Work item
Go through the records and show each line where the word "PartialEq" occurs.
####################
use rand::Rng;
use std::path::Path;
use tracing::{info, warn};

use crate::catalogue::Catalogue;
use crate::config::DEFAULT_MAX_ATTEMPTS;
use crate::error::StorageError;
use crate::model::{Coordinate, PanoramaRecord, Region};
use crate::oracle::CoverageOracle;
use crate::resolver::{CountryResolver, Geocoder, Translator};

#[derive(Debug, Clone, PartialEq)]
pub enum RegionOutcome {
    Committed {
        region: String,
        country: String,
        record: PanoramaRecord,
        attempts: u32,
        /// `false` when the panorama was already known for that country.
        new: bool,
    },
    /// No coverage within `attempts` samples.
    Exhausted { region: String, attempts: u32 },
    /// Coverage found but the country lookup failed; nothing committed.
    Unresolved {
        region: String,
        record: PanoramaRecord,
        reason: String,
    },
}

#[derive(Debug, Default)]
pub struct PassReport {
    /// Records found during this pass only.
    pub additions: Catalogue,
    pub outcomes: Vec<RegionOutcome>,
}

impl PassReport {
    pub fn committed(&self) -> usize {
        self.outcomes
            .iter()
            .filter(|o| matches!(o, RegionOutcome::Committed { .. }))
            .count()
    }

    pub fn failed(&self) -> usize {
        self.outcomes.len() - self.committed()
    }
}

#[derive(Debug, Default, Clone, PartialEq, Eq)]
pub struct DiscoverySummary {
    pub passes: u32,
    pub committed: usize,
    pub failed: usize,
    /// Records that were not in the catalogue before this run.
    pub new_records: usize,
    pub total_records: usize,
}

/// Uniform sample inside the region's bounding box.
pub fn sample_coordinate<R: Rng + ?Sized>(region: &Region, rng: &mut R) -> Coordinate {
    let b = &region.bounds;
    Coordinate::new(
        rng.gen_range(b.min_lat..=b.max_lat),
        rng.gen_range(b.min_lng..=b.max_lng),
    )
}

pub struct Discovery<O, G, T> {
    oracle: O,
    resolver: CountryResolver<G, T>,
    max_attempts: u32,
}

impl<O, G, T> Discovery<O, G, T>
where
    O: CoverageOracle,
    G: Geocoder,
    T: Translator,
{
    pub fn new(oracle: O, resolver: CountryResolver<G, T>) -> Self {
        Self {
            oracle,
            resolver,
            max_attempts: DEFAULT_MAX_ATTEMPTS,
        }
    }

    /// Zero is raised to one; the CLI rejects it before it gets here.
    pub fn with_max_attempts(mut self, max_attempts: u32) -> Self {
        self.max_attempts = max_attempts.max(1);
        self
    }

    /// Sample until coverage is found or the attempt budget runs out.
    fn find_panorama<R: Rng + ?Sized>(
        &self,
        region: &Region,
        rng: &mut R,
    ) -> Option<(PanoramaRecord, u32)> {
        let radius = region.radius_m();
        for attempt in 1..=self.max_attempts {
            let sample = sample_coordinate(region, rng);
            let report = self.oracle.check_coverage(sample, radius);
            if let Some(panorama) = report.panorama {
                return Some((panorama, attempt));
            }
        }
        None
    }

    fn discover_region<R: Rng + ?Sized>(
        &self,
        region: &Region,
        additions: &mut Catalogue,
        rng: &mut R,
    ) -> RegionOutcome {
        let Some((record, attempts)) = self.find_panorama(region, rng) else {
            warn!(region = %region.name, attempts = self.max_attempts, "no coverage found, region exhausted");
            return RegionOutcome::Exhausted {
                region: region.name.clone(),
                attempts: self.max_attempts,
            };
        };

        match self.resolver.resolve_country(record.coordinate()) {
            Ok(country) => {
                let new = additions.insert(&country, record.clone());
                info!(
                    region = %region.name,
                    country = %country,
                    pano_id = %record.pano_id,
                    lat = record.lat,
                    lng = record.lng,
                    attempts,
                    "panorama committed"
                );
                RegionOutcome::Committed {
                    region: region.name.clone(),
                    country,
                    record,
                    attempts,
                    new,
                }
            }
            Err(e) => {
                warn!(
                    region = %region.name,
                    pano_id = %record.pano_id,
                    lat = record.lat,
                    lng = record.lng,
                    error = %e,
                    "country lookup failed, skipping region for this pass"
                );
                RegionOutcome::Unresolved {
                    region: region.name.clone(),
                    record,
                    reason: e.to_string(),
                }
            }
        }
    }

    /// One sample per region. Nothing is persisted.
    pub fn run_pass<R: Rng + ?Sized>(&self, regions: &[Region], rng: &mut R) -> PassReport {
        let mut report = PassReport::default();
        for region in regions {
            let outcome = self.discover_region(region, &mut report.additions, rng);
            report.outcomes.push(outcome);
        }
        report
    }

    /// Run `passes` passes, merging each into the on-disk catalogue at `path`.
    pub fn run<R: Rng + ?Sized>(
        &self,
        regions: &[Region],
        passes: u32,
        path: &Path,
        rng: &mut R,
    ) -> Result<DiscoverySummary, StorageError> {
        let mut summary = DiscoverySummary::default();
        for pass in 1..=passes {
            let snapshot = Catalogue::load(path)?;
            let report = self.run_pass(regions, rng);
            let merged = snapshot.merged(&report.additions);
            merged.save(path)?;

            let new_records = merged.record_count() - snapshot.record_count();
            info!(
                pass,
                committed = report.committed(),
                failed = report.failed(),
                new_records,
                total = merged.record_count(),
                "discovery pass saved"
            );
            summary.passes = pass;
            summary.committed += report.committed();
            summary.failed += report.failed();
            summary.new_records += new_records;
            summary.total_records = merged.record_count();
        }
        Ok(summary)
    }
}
####################
Result of this task
#[derive(Debug, Clone, PartialEq)]
#[derive(Debug, Default, Clone, PartialEq, Eq)]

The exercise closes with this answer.